▶ Work order:
Repeat the lines from the line with "let habit_id = HabitId::new();" to the line with "assert_eq!(log.habit_id, habit_id);" in the listing below, keeping both end lines and adding nothing.

'''

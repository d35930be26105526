/// MoodEntry entity for the daily mood/energy/sleep check-in
///
/// There is at most one mood entry per calendar date; the storage layer
/// enforces this with upsert semantics.

use serde::{Deserialize, Serialize};
use chrono::{DateTime, NaiveDate, Utc};
use crate::domain::log::{validate_notes, validate_record_date};
use crate::domain::{DomainError, MoodId};

/// The user's self-reported mood, energy and sleep for one day
#[derive(Debug, Clone, PartialEq, Serialize, Deserialize)]
pub struct MoodEntry {
    /// Unique identifier for this entry
    pub id: MoodId,
    /// Which calendar day this entry is for
    pub date: NaiveDate,
    /// Self-reported mood, 1 (worst) to 5 (best)
    pub mood_level: u8,
    /// Self-reported energy, 1 (worst) to 5 (best)
    pub energy_level: u8,
    /// Hours slept the night before
    pub sleep_hours: f64,
    /// User's notes about this day
    pub notes: Option<String>,
    /// When this entry was created or last updated
    pub logged_at: DateTime<Utc>,
}

impl MoodEntry {
    /// Create a new mood entry with validation
    pub fn new(
        date: NaiveDate,
        mood_level: u8,
        energy_level: u8,
        sleep_hours: f64,
        notes: Option<String>,
    ) -> Result<Self, DomainError> {
        validate_record_date(&date)?;
        Self::validate_level("Mood", mood_level)?;
        Self::validate_level("Energy", energy_level)?;
        Self::validate_sleep_hours(sleep_hours)?;
        validate_notes(&notes)?;

        Ok(Self {
            id: MoodId::new(),
            date,
            mood_level,
            energy_level,
            sleep_hours,
            notes,
            logged_at: Utc::now(),
        })
    }

    /// Create an entry from existing data (used when loading from database)
    pub fn from_existing(
        id: MoodId,
        date: NaiveDate,
        mood_level: u8,
        energy_level: u8,
        sleep_hours: f64,
        notes: Option<String>,
        logged_at: DateTime<Utc>,
    ) -> Self {
        Self {
            id,
            date,
            mood_level,
            energy_level,
            sleep_hours,
            notes,
            logged_at,
        }
    }

    // Validation helper methods

    /// Validate a 1-5 rating level
    fn validate_level(what: &str, level: u8) -> Result<(), DomainError> {
        if !(1..=5).contains(&level) {
            return Err(DomainError::InvalidValue {
                message: format!("{} level must be between 1 and 5", what),
            });
        }
        Ok(())
    }

    /// Validate the sleep hours field
    fn validate_sleep_hours(sleep_hours: f64) -> Result<(), DomainError> {
        if !sleep_hours.is_finite() || !(0.0..=24.0).contains(&sleep_hours) {
            return Err(DomainError::InvalidValue {
                message: "Sleep hours must be between 0 and 24".to_string(),
            });
        }
        Ok(())
    }
}
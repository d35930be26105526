/// Database migration management
///
/// This module handles creating and updating the SQLite database schema.
/// It ensures the database has all the required tables and indexes.

use rusqlite::Connection;
use crate::storage::StorageError;

/// Current database schema version
///
/// Increment this when you add new migrations
const CURRENT_VERSION: i32 = 1;

/// Initialize the database schema
///
/// This creates all required tables and indexes if they don't exist.
/// It also sets up the version tracking for future migrations.
pub fn initialize_database(conn: &Connection) -> Result<(), StorageError> {
    // Create version tracking table first
    conn.execute(
        "CREATE TABLE IF NOT EXISTS schema_version (
            version INTEGER PRIMARY KEY
        )",
        [],
    )?;

    // Check current version
    let current_version = get_current_version(conn)?;

    // Run migrations if needed
    if current_version < CURRENT_VERSION {
        run_migrations(conn, current_version)?;
        set_version(conn, CURRENT_VERSION)?;
    }

    Ok(())
}

/// Get the current database schema version
fn get_current_version(conn: &Connection) -> Result<i32, StorageError> {
    let version = conn
        .query_row("SELECT version FROM schema_version LIMIT 1", [], |row| {
            row.get::<_, i32>(0)
        })
        .unwrap_or(0); // Default to version 0 if no version record exists

    Ok(version)
}

/// Set the database schema version
fn set_version(conn: &Connection, version: i32) -> Result<(), StorageError> {
    conn.execute("DELETE FROM schema_version", [])?;
    conn.execute(
        "INSERT INTO schema_version (version) VALUES (?1)",
        [version],
    )?;
    Ok(())
}

/// Run database migrations from the current version to the latest
fn run_migrations(conn: &Connection, from_version: i32) -> Result<(), StorageError> {
    if from_version < 1 {
        migration_v1(conn)?;
    }

    // Future migrations would go here:
    // if from_version < 2 {
    //     migration_v2(conn)?;
    // }

    Ok(())
}

/// Migration to version 1: Create initial tables
///
/// This creates the four record tables: habits, habit logs, mood entries
/// and focus sessions.
fn migration_v1(conn: &Connection) -> Result<(), StorageError> {
    // Create habits table
    conn.execute(
        "CREATE TABLE IF NOT EXISTS habits (
            id TEXT PRIMARY KEY,
            name TEXT NOT NULL,
            description TEXT,
            target_per_week INTEGER NOT NULL DEFAULT 7,
            color TEXT NOT NULL,
            icon TEXT NOT NULL,
            created_at TEXT NOT NULL
        )",
        [],
    )?;

    // Create habit_logs table (one row per habit per day)
    conn.execute(
        "CREATE TABLE IF NOT EXISTS habit_logs (
            id TEXT PRIMARY KEY,
            habit_id TEXT NOT NULL,
            date TEXT NOT NULL,
            completed BOOLEAN NOT NULL,
            notes TEXT,
            logged_at TEXT NOT NULL,
            FOREIGN KEY (habit_id) REFERENCES habits (id)
        )",
        [],
    )?;

    // Create mood_entries table (one row per day)
    conn.execute(
        "CREATE TABLE IF NOT EXISTS mood_entries (
            id TEXT PRIMARY KEY,
            date TEXT NOT NULL,
            mood_level INTEGER NOT NULL,
            energy_level INTEGER NOT NULL,
            sleep_hours REAL NOT NULL,
            notes TEXT,
            logged_at TEXT NOT NULL
        )",
        [],
    )?;

    // Create focus_sessions table
    conn.execute(
        "CREATE TABLE IF NOT EXISTS focus_sessions (
            id TEXT PRIMARY KEY,
            task_name TEXT NOT NULL,
            duration_minutes INTEGER NOT NULL,
            date TEXT NOT NULL,
            completed BOOLEAN NOT NULL,
            start_time TEXT NOT NULL,
            end_time TEXT NOT NULL
        )",
        [],
    )?;

    // Create indexes for better query performance
    create_indexes_v1(conn)?;

    tracing::info!("Applied migration v1: Created initial database schema");
    Ok(())
}

/// Create database indexes for version 1
fn create_indexes_v1(conn: &Connection) -> Result<(), StorageError> {
    // Upsert key: one log per habit per day
    conn.execute(
        "CREATE UNIQUE INDEX IF NOT EXISTS idx_habit_logs_unique
         ON habit_logs (habit_id, date)",
        [],
    )?;

    // Upsert key: one mood entry per day
    conn.execute(
        "CREATE UNIQUE INDEX IF NOT EXISTS idx_mood_entries_unique
         ON mood_entries (date)",
        [],
    )?;

    // Date indexes for the analytics range queries
    conn.execute(
        "CREATE INDEX IF NOT EXISTS idx_habit_logs_date
         ON habit_logs (date)",
        [],
    )?;

    conn.execute(
        "CREATE INDEX IF NOT EXISTS idx_focus_sessions_date
         ON focus_sessions (date)",
        [],
    )?;

    tracing::info!("Created database indexes for v1");
    Ok(())
}

#[cfg(test)]
mod tests {
    use super::*;
    use rusqlite::Connection;

    #[test]
    fn test_initialize_database() {
        let conn = Connection::open_in_memory().unwrap();

        // Should succeed on a fresh database
        let result = initialize_database(&conn);
        assert!(result.is_ok());

        // Should succeed when called again (idempotent)
        let result = initialize_database(&conn);
        assert!(result.is_ok());

        // Verify tables were created
        let table_count: i32 = conn
            .query_row(
                "SELECT COUNT(*) FROM sqlite_master WHERE type='table' AND name IN ('habits', 'habit_logs', 'mood_entries', 'focus_sessions')",
                [],
                |row| row.get(0),
            )
            .unwrap();

        assert_eq!(table_count, 4);
    }

    #[test]
    fn test_version_tracking() {
        let conn = Connection::open_in_memory().unwrap();

        // Initialize should set version to current
        initialize_database(&conn).unwrap();
        let version = get_current_version(&conn).unwrap();
        assert_eq!(version, CURRENT_VERSION);
    }
}
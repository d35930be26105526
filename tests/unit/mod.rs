/// Basic unit tests to verify core functionality
use wellness_tracker_mcp::*;
use tempfile::NamedTempFile;

#[cfg(test)]
mod basic_unit_tests {
    use super::*;

    #[test]
    fn test_habit_creation() {
        let habit = Habit::new(
            "Test Habit".to_string(),
            Some("A test habit".to_string()),
            7,
            None,
            None,
        );

        assert!(habit.is_ok());
        let habit = habit.unwrap();
        assert_eq!(habit.name, "Test Habit");
        assert_eq!(habit.target_per_week, 7);
    }

    #[test]
    fn test_habit_log_creation() {
        let habit_id = HabitId::new();
        let today = chrono::Utc::now().naive_utc().date();

        let log = HabitLog::new(habit_id, today, true, Some("Great work!".to_string()));

        assert!(log.is_ok());
        let log = log.unwrap();
        assert_eq!(log.habit_id, habit_id);
        assert_eq!(log.date, today);
        assert!(log.completed);
    }

    #[test]
    fn test_mood_entry_bounds() {
        let today = chrono::Utc::now().naive_utc().date();

        assert!(MoodEntry::new(today, 3, 4, 7.5, None).is_ok());
        assert!(MoodEntry::new(today, 0, 4, 7.5, None).is_err());
        assert!(MoodEntry::new(today, 3, 6, 7.5, None).is_err());
        assert!(MoodEntry::new(today, 3, 4, 25.0, None).is_err());
    }

    #[test]
    fn test_focus_session_creation() {
        let today = chrono::Utc::now().naive_utc().date();

        let session = FocusSession::new("Deep work".to_string(), 50, today, true);

        assert!(session.is_ok());
        let session = session.unwrap();
        assert_eq!(session.duration_minutes, 50);
        assert!(session.completed);
    }

    #[tokio::test]
    async fn test_server_creation() {
        let temp_file = NamedTempFile::new().expect("Failed to create temp file");
        let server = TrackerServer::new(temp_file.path().to_path_buf()).await;
        assert!(server.is_ok());
    }

    #[test]
    fn test_storage_creation() {
        let temp_file = NamedTempFile::new().expect("Failed to create temp file");
        let storage = SqliteStorage::new(temp_file.path().to_path_buf());
        assert!(storage.is_ok());
    }

    #[test]
    fn test_reporting_window_covers_eight_days() {
        let today = chrono::NaiveDate::from_ymd_opt(2025, 6, 15).unwrap();
        let window = ReportingWindow::ending_at(today);

        assert_eq!(window.dates().len(), 8);
        assert!(window.contains(window.start()));
        assert!(window.contains(window.end()));
    }
}
/// Tool for listing habits with their current week's progress
///
/// This module implements the habit_list MCP tool.

use chrono::Utc;
use serde::Serialize;
use crate::analytics::ReportingWindow;
use crate::storage::{StorageError, TrackerStorage};

/// One habit with its in-window completion count
#[derive(Debug, Serialize)]
pub struct HabitSummary {
    pub habit_id: String,
    pub name: String,
    pub description: Option<String>,
    pub target_per_week: u32,
    /// Completed logs within the current reporting window
    pub completed_this_week: u32,
}

/// Response from listing habits
#[derive(Debug, Serialize)]
pub struct ListHabitsResponse {
    pub habits: Vec<HabitSummary>,
}

/// List all habits with their completion counts for the current window
pub fn list_habits<S: TrackerStorage>(storage: &S) -> Result<ListHabitsResponse, StorageError> {
    let habits = storage.list_habits()?;

    let window = ReportingWindow::ending_at(Utc::now().naive_utc().date());
    let logs = storage.logs_in_range(window.start(), window.end())?;

    let habits = habits
        .into_iter()
        .map(|habit| {
            let completed_this_week = logs
                .iter()
                .filter(|l| l.habit_id == habit.id && l.completed)
                .count() as u32;

            HabitSummary {
                habit_id: habit.id.to_string(),
                name: habit.name,
                description: habit.description,
                target_per_week: habit.target_per_week,
                completed_this_week,
            }
        })
        .collect();

    Ok(ListHabitsResponse { habits })
}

'''

▶ Task output:
        let habit_id = HabitId::new();
        let today = chrono::Utc::now().naive_utc().date();

        let log = HabitLog::new(habit_id, today, true, Some("Great work!".to_string()));

        assert!(log.is_ok());
        let log = log.unwrap();
        assert_eq!(log.habit_id, habit_id);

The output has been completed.